**Required action**
Nothing in the data may change. Copy all of it exactly.

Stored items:
┌────────

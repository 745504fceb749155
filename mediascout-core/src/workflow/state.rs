use std::fmt;

/// Where one media file is in the scan → select → write flow.
#[derive(Debug, Clone, Copy, PartialEq, Eq, Hash, serde::Serialize, serde::Deserialize)]
#[serde(rename_all = "snake_case")]
pub enum FileState {
    /// Found by the scan, not yet looked up.
    PendingScan,
    /// Lookup finished.
    CandidatesReady,
    /// Shown to the operator.
    AwaitingSelection,
    /// A cover is being fetched and written.
    Downloading,
    /// Cover written or file skipped.
    Done,
}

/// Things that move a file between states.
#[derive(Debug, Clone, Copy, PartialEq, Eq)]
pub enum FileEvent {
    /// Lookup finished, with or without matches.
    CandidatesFound,
    /// Candidates were shown to the operator.
    Presented,
    /// The operator picked a candidate.
    Selected,
    /// The operator skipped the file.
    Skipped,
    /// The cover was written.
    Written,
    /// Fetching or writing the cover failed.
    WriteFailed,
}

/// An event that is not allowed in the current state.
#[derive(Debug, Clone, Copy, PartialEq, Eq, thiserror::Error)]
#[error("cannot apply {event:?} while {state}")]
pub struct InvalidTransition {
    /// State the file was in.
    pub state: FileState,
    /// The rejected event.
    pub event: FileEvent,
}

impl FileState {
    /// The state after `event`, or an error if it does not apply.
    pub fn apply(self, event: FileEvent) -> Result<FileState, InvalidTransition> {
        use FileEvent::*;
        use FileState::*;

        match (self, event) {
            (PendingScan, CandidatesFound) => Ok(CandidatesReady),
            (CandidatesReady, Presented) => Ok(AwaitingSelection),
            (AwaitingSelection, Selected) => Ok(Downloading),
            (AwaitingSelection, Skipped) => Ok(Done),
            (Downloading, Written) => Ok(Done),
            (Downloading, WriteFailed) => Ok(AwaitingSelection),
            (state, event) => Err(InvalidTransition { state, event }),
        }
    }

    /// Whether the file needs no further work.
    pub fn is_terminal(self) -> bool {
        self == FileState::Done
    }
}

impl fmt::Display for FileState {
    fn fmt(&self, f: &mut fmt::Formatter<'_>) -> fmt::Result {
        f.write_str(match self {
            FileState::PendingScan => "pending_scan",
            FileState::CandidatesReady => "candidates_ready",
            FileState::AwaitingSelection => "awaiting_selection",
            FileState::Downloading => "downloading",
            FileState::Done => "done",
        })
    }
}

└────────

**Task response**
repository 745504fceb749155
filename mediascout-core/src/workflow/state.rs
use std::fmt;

/// Where one media file is in the scan → select → write flow.
#[derive(Debug, Clone, Copy, PartialEq, Eq, Hash, serde::Serialize, serde::Deserialize)]
#[serde(rename_all = "snake_case")]
pub enum FileState {
    /// Found by the scan, not yet looked up.
    PendingScan,
    /// Lookup finished.
    CandidatesReady,
    /// Shown to the operator.
    AwaitingSelection,
    /// A cover is being fetched and written.
    Downloading,
    /// Cover written or file skipped.
    Done,
}

/// Things that move a file between states.
#[derive(Debug, Clone, Copy, PartialEq, Eq)]
pub enum FileEvent {
    /// Lookup finished, with or without matches.
    CandidatesFound,
    /// Candidates were shown to the operator.
    Presented,
    /// The operator picked a candidate.
    Selected,
    /// The operator skipped the file.
    Skipped,
    /// The cover was written.
    Written,
    /// Fetching or writing the cover failed.
    WriteFailed,
}

/// An event that is not allowed in the current state.
#[derive(Debug, Clone, Copy, PartialEq, Eq, thiserror::Error)]
#[error("cannot apply {event:?} while {state}")]
pub struct InvalidTransition {
    /// State the file was in.
    pub state: FileState,
    /// The rejected event.
    pub event: FileEvent,
}

impl FileState {
    /// The state after `event`, or an error if it does not apply.
    pub fn apply(self, event: FileEvent) -> Result<FileState, InvalidTransition> {
        use FileEvent::*;
        use FileState::*;

        match (self, event) {
            (PendingScan, CandidatesFound) => Ok(CandidatesReady),
            (CandidatesReady, Presented) => Ok(AwaitingSelection),
            (AwaitingSelection, Selected) => Ok(Downloading),
            (AwaitingSelection, Skipped) => Ok(Done),
            (Downloading, Written) => Ok(Done),
            (Downloading, WriteFailed) => Ok(AwaitingSelection),
            (state, event) => Err(InvalidTransition { state, event }),
        }
    }

    /// Whether the file needs no further work.
    pub fn is_terminal(self) -> bool {
        self == FileState::Done
    }
}

impl fmt::Display for FileState {
    fn fmt(&self, f: &mut fmt::Formatter<'_>) -> fmt::Result {
        f.write_str(match self {
            FileState::PendingScan => "pending_scan",
            FileState::CandidatesReady => "candidates_ready",
            FileState::AwaitingSelection => "awaiting_selection",
            FileState::Downloading => "downloading",
            FileState::Done => "done",
        })
    }
}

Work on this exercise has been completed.